I started programming a long time ago - in around 1980, at the school computer club, when I was 10. Since then I've been taught odd bits of programming by scientists, and done quite a lot of programming as part of my scientific job. I've started to get more interested in proper software engineering in the last few years. This is a roundabout way of saying I am an enthusiastic amateur.

People associate programming with the mathematically minded, but this isn't necessarily the case: the codebreakers at Bletchley Park, who were amongst the first users of electronic computers, had a range of skills - amongst them were linguists and crossword wizards. I was talking to a Fellow in linguistics, who'd helped write his college's library software - as he pointed out: a very logical view of language is a great benefit for a programmer. Programming is about giving an idiot very exact instructions, if the instructions concern maths then you need to know maths - otherwise you don't.
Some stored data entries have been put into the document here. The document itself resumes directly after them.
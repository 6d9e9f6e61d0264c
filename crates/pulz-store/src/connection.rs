use std::collections::VecDeque;
use std::path::{Path, PathBuf};
use std::sync::{Arc, Mutex};

use rusqlite::{Connection, OpenFlags};
use thiserror::Error;

const SCHEMA_VERSION: i64 = 1;
const BUSY_TIMEOUT_MS: u32 = 5_000;
const READ_POOL_SIZE: usize = 4;

#[derive(Debug, Error)]
pub enum StoreError {
    #[error("sqlite error: {0}")]
    Sqlite(#[from] rusqlite::Error),
    #[error("io error: {0}")]
    Io(#[from] std::io::Error),
    #[error("serialization error: {0}")]
    Serde(#[from] serde_json::Error),
    #[error("background task failed: {0}")]
    Task(String),
    #[error("not found")]
    NotFound,
}

/// Transactional handle onto the engine's SQLite database. Clone cheaply; every
/// clone shares the same writer mutex and read pool.
#[derive(Clone)]
pub struct Store {
    path: PathBuf,
    writer: Arc<Mutex<Connection>>,
    readers: Arc<Mutex<VecDeque<Connection>>>,
}

impl Store {
    pub async fn open(path: PathBuf) -> Result<Self, StoreError> {
        let open_path = path.clone();
        tokio::task::spawn_blocking(move || Self::open_blocking(open_path))
            .await
            .map_err(|e| StoreError::Task(e.to_string()))?
    }

    fn open_blocking(path: PathBuf) -> Result<Self, StoreError> {
        if let Some(parent) = path.parent() {
            std::fs::create_dir_all(parent)?;
        }

        let writer = Connection::open(&path)?;
        configure(&writer)?;
        migrate(&writer)?;

        let mut readers = VecDeque::with_capacity(READ_POOL_SIZE);
        for _ in 0..READ_POOL_SIZE {
            let conn = Connection::open_with_flags(
                &path,
                OpenFlags::SQLITE_OPEN_READ_ONLY | OpenFlags::SQLITE_OPEN_NO_MUTEX,
            )?;
            configure_reader(&conn)?;
            readers.push_back(conn);
        }

        Ok(Self {
            path,
            writer: Arc::new(Mutex::new(writer)),
            readers: Arc::new(Mutex::new(readers)),
        })
    }

    pub fn path(&self) -> &Path {
        &self.path
    }

    pub(crate) async fn write<F, T>(&self, f: F) -> Result<T, StoreError>
    where
        F: FnOnce(&Connection) -> Result<T, StoreError> + Send + 'static,
        T: Send + 'static,
    {
        let writer = self.writer.clone();
        tokio::task::spawn_blocking(move || {
            let conn = writer.lock().expect("store writer mutex poisoned");
            f(&conn)
        })
        .await
        .map_err(|e| StoreError::Task(e.to_string()))?
    }

    pub(crate) async fn read<F, T>(&self, f: F) -> Result<T, StoreError>
    where
        F: FnOnce(&Connection) -> Result<T, StoreError> + Send + 'static,
        T: Send + 'static,
    {
        let readers = self.readers.clone();
        let writer = self.writer.clone();
        tokio::task::spawn_blocking(move || {
            let conn = {
                let mut pool = readers.lock().expect("store reader pool mutex poisoned");
                pool.pop_front()
            };
            match conn {
                Some(conn) => {
                    let result = f(&conn);
                    readers
                        .lock()
                        .expect("store reader pool mutex poisoned")
                        .push_back(conn);
                    result
                }
                // Pool momentarily exhausted (shouldn't happen under normal load):
                // fall back to the writer connection rather than fail the read.
                None => {
                    let conn = writer.lock().expect("store writer mutex poisoned");
                    f(&conn)
                }
            }
        })
        .await
        .map_err(|e| StoreError::Task(e.to_string()))?
    }
}

fn configure(conn: &Connection) -> Result<(), StoreError> {
    conn.busy_timeout(std::time::Duration::from_millis(BUSY_TIMEOUT_MS as u64))?;
    conn.pragma_update(None, "journal_mode", "wal")?;
    conn.pragma_update(None, "synchronous", "normal")?;
    conn.pragma_update(None, "foreign_keys", "on")?;
    Ok(())
}

fn configure_reader(conn: &Connection) -> Result<(), StoreError> {
    conn.busy_timeout(std::time::Duration::from_millis(BUSY_TIMEOUT_MS as u64))?;
    Ok(())
}

/// Additive-only migration: create each table if absent, then add any column
/// missing from a known table. Never drops or renames a column, so installations
/// created by older schema versions keep opening cleanly.
fn migrate(conn: &Connection) -> Result<(), StoreError> {
    conn.execute_batch(
        "
        CREATE TABLE IF NOT EXISTS schema_meta (key TEXT PRIMARY KEY, value TEXT NOT NULL);

        CREATE TABLE IF NOT EXISTS signals (
            id TEXT PRIMARY KEY,
            source TEXT NOT NULL,
            url TEXT NOT NULL,
            title TEXT NOT NULL,
            body_excerpt TEXT NOT NULL,
            author TEXT,
            created_at TEXT NOT NULL,
            raw TEXT NOT NULL,
            contact_hint TEXT,
            scored TEXT,
            proposal_id TEXT,
            status TEXT NOT NULL,
            inserted_at TEXT NOT NULL
        );

        CREATE TABLE IF NOT EXISTS proposals (
            id TEXT PRIMARY KEY,
            signal_id TEXT NOT NULL,
            status TEXT NOT NULL,
            created_at TEXT NOT NULL,
            updated_at TEXT NOT NULL,
            approved_at TEXT,
            executing_at TEXT,
            executed_at TEXT,
            execution_mode TEXT NOT NULL,
            mission_id TEXT,
            estimated_revenue_cents INTEGER,
            realized_revenue_cents INTEGER,
            data TEXT NOT NULL
        );

        CREATE TABLE IF NOT EXISTS artifacts (
            id TEXT PRIMARY KEY,
            proposal_id TEXT NOT NULL,
            execution_id TEXT,
            created_at TEXT NOT NULL,
            kind TEXT NOT NULL,
            path TEXT NOT NULL,
            sha256 TEXT NOT NULL,
            data TEXT,
            text TEXT
        );

        CREATE TABLE IF NOT EXISTS executions (
            id TEXT PRIMARY KEY,
            proposal_id TEXT NOT NULL,
            mission_id TEXT,
            lane TEXT NOT NULL,
            status TEXT NOT NULL,
            started_at TEXT NOT NULL,
            finished_at TEXT,
            approved_by TEXT,
            inputs TEXT NOT NULL,
            outputs TEXT NOT NULL,
            logs_text TEXT NOT NULL DEFAULT '',
            error TEXT,
            metrics TEXT NOT NULL
        );

        CREATE TABLE IF NOT EXISTS missions (
            id TEXT PRIMARY KEY,
            started_at TEXT NOT NULL,
            ends_at TEXT NOT NULL,
            status TEXT NOT NULL,
            config TEXT NOT NULL,
            authority_mode TEXT NOT NULL
        );

        CREATE TABLE IF NOT EXISTS telemetry_events (
            id TEXT PRIMARY KEY,
            ts TEXT NOT NULL,
            mission_id TEXT,
            proposal_id TEXT,
            execution_id TEXT,
            type TEXT NOT NULL,
            payload TEXT NOT NULL
        );

        CREATE INDEX IF NOT EXISTS idx_signals_source ON signals(source);
        CREATE INDEX IF NOT EXISTS idx_proposals_status ON proposals(status);
        CREATE INDEX IF NOT EXISTS idx_executions_status ON executions(status);
        CREATE INDEX IF NOT EXISTS idx_executions_mission ON executions(mission_id);
        CREATE INDEX IF NOT EXISTS idx_telemetry_type ON telemetry_events(type);
        ",
    )?;

    ensure_columns(
        conn,
        "proposals",
        &[("estimated_revenue_cents", "INTEGER"), ("realized_revenue_cents", "INTEGER")],
    )?;

    conn.execute(
        "INSERT OR REPLACE INTO schema_meta(key, value) VALUES ('version', ?1)",
        rusqlite::params![SCHEMA_VERSION.to_string()],
    )?;

    Ok(())
}

fn ensure_columns(conn: &Connection, table: &str, columns: &[(&str, &str)]) -> Result<(), StoreError> {
    let mut stmt = conn.prepare(&format!("PRAGMA table_info({table})"))?;
    let existing: Vec<String> = stmt
        .query_map([], |row| row.get::<_, String>(1))?
        .collect::<Result<_, _>>()?;

    for (name, sql_type) in columns {
        if !existing.iter().any(|c| c == name) {
            conn.execute(
                &format!("ALTER TABLE {table} ADD COLUMN {name} {sql_type}"),
                [],
            )?;
        }
    }
    Ok(())
}

#[cfg(test)]
mod tests {
    use super::*;

    #[tokio::test]
    async fn open_creates_all_tables() {
        let dir = tempfile::tempdir().unwrap();
        let store = Store::open(dir.path().join("engine.sqlite3")).await.unwrap();
        let count = store
            .read(|conn| {
                let n: i64 = conn.query_row(
                    "SELECT count(*) FROM sqlite_master WHERE type='table' AND name='signals'",
                    [],
                    |row| row.get(0),
                )?;
                Ok(n)
            })
            .await
            .unwrap();
        assert_eq!(count, 1);
    }

    #[tokio::test]
    async fn migrate_is_idempotent() {
        let dir = tempfile::tempdir().unwrap();
        let path = dir.path().join("engine.sqlite3");
        Store::open(path.clone()).await.unwrap();
        // Reopening must not fail even though every table already exists.
        Store::open(path).await.unwrap();
    }
}
use std::collections::HashMap;
use std::time::Duration;

use async_trait::async_trait;
use quick_xml::events::Event as XmlEvent;
use quick_xml::reader::Reader;
use pulz_types::{Signal, SignalStatus};

use crate::{truncate_excerpt, Connector, ConnectorError, USER_AGENT};

/// Polls an RSS or Atom syndication feed. Grounded on
/// `original_source/openwebui-patch/connectors/rss.py`: detects RSS
/// (`channel`/`item`) vs Atom (`entry`) by element presence, 20s timeout,
/// conditional-fetch caching identical to [`crate::RedditConnector`].
pub struct RssConnector {
    source: String,
    feed_url: String,
    client: reqwest::Client,
    etag: Option<String>,
    last_modified: Option<String>,
}

impl RssConnector {
    pub fn new(name: &str, feed_url: &str) -> Self {
        Self {
            source: format!("rss:{name}"),
            feed_url: feed_url.to_string(),
            client: reqwest::Client::builder()
                .timeout(Duration::from_secs(20))
                .user_agent(USER_AGENT)
                .build()
                .expect("reqwest client builds"),
            etag: None,
            last_modified: None,
        }
    }
}

#[async_trait]
impl Connector for RssConnector {
    fn source_name(&self) -> &str {
        &self.source
    }

    async fn fetch_signals(&mut self) -> Result<Vec<Signal>, ConnectorError> {
        let mut request = self.client.get(&self.feed_url);
        if let Some(etag) = &self.etag {
            request = request.header(reqwest::header::IF_NONE_MATCH, etag);
        }
        if let Some(last_modified) = &self.last_modified {
            request = request.header(reqwest::header::IF_MODIFIED_SINCE, last_modified);
        }

        let response = request.send().await?;
        if response.status() == reqwest::StatusCode::NOT_MODIFIED {
            return Ok(Vec::new());
        }

        self.etag = response
            .headers()
            .get(reqwest::header::ETAG)
            .and_then(|v| v.to_str().ok())
            .map(str::to_string);
        self.last_modified = response
            .headers()
            .get(reqwest::header::LAST_MODIFIED)
            .and_then(|v| v.to_str().ok())
            .map(str::to_string);

        let body = response.text().await?;
        let items = parse_feed(&body).map_err(ConnectorError::Parse)?;
        let now_iso = pulz_core::now_iso();

        Ok(items
            .into_iter()
            .map(|item| {
                let id = item.id_or(&item.link);
                let author = item.author.filter(|a| !a.is_empty());
                Signal {
                    id,
                    source: self.source.clone(),
                    url: item.link,
                    title: item.title,
                    body_excerpt: truncate_excerpt(&item.summary),
                    author: author.clone(),
                    created_at: item.date.unwrap_or_else(|| now_iso.clone()),
                    raw: serde_json::json!({
                        "title": item.title_raw,
                        "url": item.link_raw,
                        "summary": item.summary,
                    }),
                    contact_hint: author,
                    scored: None,
                    proposal_id: None,
                    status: SignalStatus::Queued,
                    inserted_at: now_iso.clone(),
                }
            })
            .collect())
    }
}

struct RawItem {
    title: String,
    title_raw: String,
    link: String,
    link_raw: String,
    summary: String,
    author: Option<String>,
    date: Option<String>,
    id: Option<String>,
}

impl RawItem {
    fn id_or(&self, fallback: &str) -> String {
        self.id.clone().unwrap_or_else(|| fallback.to_string())
    }
}

/// Local (namespace-stripped) element name, e.g. `atom:entry` -> `entry`.
fn local_name(qualified: &str) -> &str {
    qualified.rsplit(':').next().unwrap_or(qualified)
}

/// Parses an RSS (`channel`/`item`) or Atom (`entry`) feed body into a flat
/// list of items. Namespace-agnostic: matches on local element names only, a
/// deliberate simplification since the feeds this system polls never mix
/// multiple namespaced `title`/`link`/`summary` elements on one item.
fn parse_feed(body: &str) -> Result<Vec<RawItem>, String> {
    let is_atom = !body.contains("<channel") && body.contains("<entry");
    let item_tag = if is_atom { "entry" } else { "item" };

    let mut reader = Reader::from_str(body);
    reader.config_mut().trim_text_start = true;
    reader.config_mut().trim_text_end = true;

    let mut items = Vec::new();
    let mut in_item = false;
    let mut fields: HashMap<String, String> = HashMap::new();
    let mut link_href: Option<String> = None;
    let mut path: Vec<String> = Vec::new();

    loop {
        match reader.read_event() {
            Ok(XmlEvent::Start(tag)) => {
                let name = local_name(&String::from_utf8_lossy(tag.name().as_ref())).to_string();
                if name == item_tag {
                    in_item = true;
                    fields.clear();
                    link_href = None;
                }
                if in_item && is_atom && name == "link" {
                    for attr in tag.attributes().flatten() {
                        if attr.key.as_ref() == b"href" {
                            link_href = Some(String::from_utf8_lossy(&attr.value).to_string());
                        }
                    }
                }
                path.push(name);
            }
            Ok(XmlEvent::Empty(tag)) => {
                let name = local_name(&String::from_utf8_lossy(tag.name().as_ref())).to_string();
                if in_item && is_atom && name == "link" {
                    for attr in tag.attributes().flatten() {
                        if attr.key.as_ref() == b"href" {
                            link_href = Some(String::from_utf8_lossy(&attr.value).to_string());
                        }
                    }
                }
            }
            Ok(XmlEvent::Text(text)) => {
                if !in_item {
                    continue;
                }
                let Some(current) = path.last() else { continue };
                let decoded = text.unescape().unwrap_or_default().trim().to_string();
                if decoded.is_empty() {
                    continue;
                }
                // Atom nests author name under <author><name>; only the leaf matters.
                let key = current.clone();
                fields
                    .entry(key)
                    .and_modify(|v| {
                        v.push(' ');
                        v.push_str(&decoded);
                    })
                    .or_insert(decoded);
            }
            Ok(XmlEvent::End(tag)) => {
                let name = local_name(&String::from_utf8_lossy(tag.name().as_ref())).to_string();
                path.pop();
                if name == item_tag && in_item {
                    in_item = false;
                    let title = fields.get("title").cloned().unwrap_or_default();
                    let link = if is_atom {
                        link_href.clone().unwrap_or_default()
                    } else {
                        fields.get("link").cloned().unwrap_or_default()
                    };
                    let summary = fields
                        .get("summary")
                        .or_else(|| fields.get("description"))
                        .cloned()
                        .unwrap_or_default();
                    let author = fields
                        .get("name")
                        .or_else(|| fields.get("author"))
                        .or_else(|| fields.get("creator"))
                        .cloned();
                    let date = fields
                        .get("updated")
                        .or_else(|| fields.get("pubdate"))
                        .or_else(|| fields.get("pubDate"))
                        .cloned();
                    let id = fields
                        .get("id")
                        .cloned()
                        .or_else(|| fields.get("guid").cloned());
                    items.push(RawItem {
                        title: title.clone(),
                        title_raw: title,
                        link: link.clone(),
                        link_raw: link,
                        summary,
                        author,
                        date,
                        id,
                    });
                }
            }
            Ok(XmlEvent::Eof) => break,
            Ok(_) => {}
            Err(e) => return Err(e.to_string()),
        }
    }

    Ok(items)
}

#[cfg(test)]
mod tests {
    use super::*;

    #[test]
    fn parses_rss_channel_items() {
        let xml = r#"<?xml version="1.0"?>
        <rss><channel>
          <item>
            <title>Need a web app</title>
            <link>https://example.com/1</link>
            <description>Looking for a tool</description>
            <author>jane</author>
            <pubDate>Mon, 01 Jan 2026 00:00:00 GMT</pubDate>
            <guid>guid-1</guid>
          </item>
        </channel></rss>"#;
        let items = parse_feed(xml).unwrap();
        assert_eq!(items.len(), 1);
        assert_eq!(items[0].title, "Need a web app");
        assert_eq!(items[0].id.as_deref(), Some("guid-1"));
    }

    #[test]
    fn parses_atom_entries() {
        let xml = r#"<?xml version="1.0"?>
        <feed xmlns="http://www.w3.org/2005/Atom">
          <entry>
            <title>Resume template</title>
            <link href="https://example.com/2"/>
            <summary>Need a resume generator</summary>
            <author><name>bob</name></author>
            <updated>2026-01-01T00:00:00Z</updated>
            <id>urn:entry-2</id>
          </entry>
        </feed>"#;
        let items = parse_feed(xml).unwrap();
        assert_eq!(items.len(), 1);
        assert_eq!(items[0].link, "https://example.com/2");
        assert_eq!(items[0].author.as_deref(), Some("bob"));
    }
}
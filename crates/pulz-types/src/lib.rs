pub mod artifact;
pub mod execution;
pub mod feed;
pub mod mission;
pub mod proposal;
pub mod signal;
pub mod telemetry;

pub use artifact::*;
pub use execution::*;
pub use feed::*;
pub use mission::*;
pub use proposal::*;
pub use signal::*;
pub use telemetry::*;
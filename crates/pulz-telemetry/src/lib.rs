//! Append-only telemetry event recorder and `/telemetry/summary` aggregates
//! (`spec.md` §4.8). Process-wide logging itself is `tracing`/`tracing-subscriber`,
//! initialized by the `engine` binary; this crate only records and aggregates
//! the domain-level events that feed the summary endpoint.

pub mod recorder;
pub mod summary;

pub use recorder::{record_event, record_tokens_used};
pub use summary::{telemetry_summary, RoiEntry, TelemetrySummary, TokenBucket};
use sha2::{Digest, Sha256};

/// SHA-256 of `input`, truncated to its first 16 hex characters. Used for every
/// store-derived id except Execution, which is a random UUIDv4.
pub fn hash_id(input: &str) -> String {
    let mut hasher = Sha256::new();
    hasher.update(input.as_bytes());
    let digest = hasher.finalize();
    let hex = digest.iter().map(|b| format!("{b:02x}")).collect::<String>();
    hex[..16].to_string()
}

pub fn proposal_id(signal_id: &str, now: &str) -> String {
    hash_id(&format!("proposal:{signal_id}:{now}"))
}

pub fn artifact_id(proposal_id: &str, now: &str) -> String {
    hash_id(&format!("artifact:{proposal_id}:{now}"))
}

pub fn mission_id(started_at: &str) -> String {
    hash_id(&format!("mission:{started_at}"))
}

pub fn telemetry_id(kind: &str, now: &str) -> String {
    hash_id(&format!("telemetry:{kind}:{now}"))
}

#[cfg(test)]
mod tests {
    use super::*;

    #[test]
    fn hash_id_is_sixteen_hex_chars() {
        let id = hash_id("proposal:sig-1:2026-01-01T00:00:00Z");
        assert_eq!(id.len(), 16);
        assert!(id.chars().all(|c| c.is_ascii_hexdigit()));
    }

    #[test]
    fn hash_id_is_deterministic() {
        assert_eq!(hash_id("same"), hash_id("same"));
        assert_ne!(hash_id("a"), hash_id("b"));
    }
}
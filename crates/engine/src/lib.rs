pub mod app;
pub mod clock;
pub mod config;
pub mod entity;
pub mod event;
pub mod images;
pub mod math;
pub mod metrics;
pub mod model;
pub mod scene;
pub mod surface;

pub use app::{run_app, AppError, LoopConfig};
pub use clock::{StepPlan, TickClock};
pub use config::{ConfigError, LifecyclePolicy, SceneConfig};
pub use entity::{
    Behavior, BorderSide, CollisionTarget, Entity, EntityData, EntityError, EntityId,
    EntityIdAllocator, Rect, MOTION_DECAY_DIVISOR, MOTION_SNAP_EPSILON,
};
pub use event::{Cancellable, EventKind, Listeners, MoveEvent, SetRunningEvent};
pub use images::{
    Bitmap, BitmapError, BitmapSlot, FileImageLoader, ImageLoadError, ImageLoader, ImageRequest,
};
pub use math::Vector2;
pub use metrics::FpsCounter;
pub use model::{
    CollisionPredicate, GlyphMetrics, ImageModel, Model, ModelKind, ShapeModel, TextMetrics,
    TextModel,
};
pub use scene::{PollOutcome, Scene};
pub use surface::{
    rotate_about_center, Color, ColorError, DrawCall, PixelSurface, RecordingSurface, Surface,
    SurfaceSize, TextAlign, TransformGuard,
};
The core of programming is still what I learned years ago, data (numbers or letters) is stored in "variables" that have names. There are conditional statements: "If [something is true] Then [do this] or else [do the other]". There are looping statements: "Do this 100 times". And there are functions: "add 2 to this number, square it, add the number you first thought of and tell me the answer" or "how many times does the letter a occur in this sentence".

These simple statements are being buried under an increasing depth of additional ideas. Since the 80's the big thing in programming has been "object-orientation". In object-orientated programming you package up data of a particular sort with functions that relate to that data. So if you had data modelling an octopus you would include functions such as "wave-tentacles" and "change colour", such functions would be useless for data describing a horse. The real benefit to this is comprehending larger software systems, because a sea of functions and data is grouped together into logical islands. Beyond this there are design patterns - reoccurring systems of objects which I haven't entirely go the hang of.

In addition to the changes in language, there are changes in the tools used to program: syntax highlighting is nice, it amounts to colouring the verbs, nouns and proper names in programming in different colours - makes it easier to spot mistakes. Auto-completion is another handy tool, in a well-designed language there are only a limited number of next possible statements when you are programming - auto-completion presents you with them as you type. Sites like Stackoverflow are great for asking programming questions, and there no end of function libraries available on the web to help you out.

I have a number of little software projects on the go, you can see them in much the same way as woodworking projects, suduko or crosswords: they keep me out the way, muttering quietly to myself and exercising my brain. It doesn't matter that what I'm doing isn't groundbreaking and new.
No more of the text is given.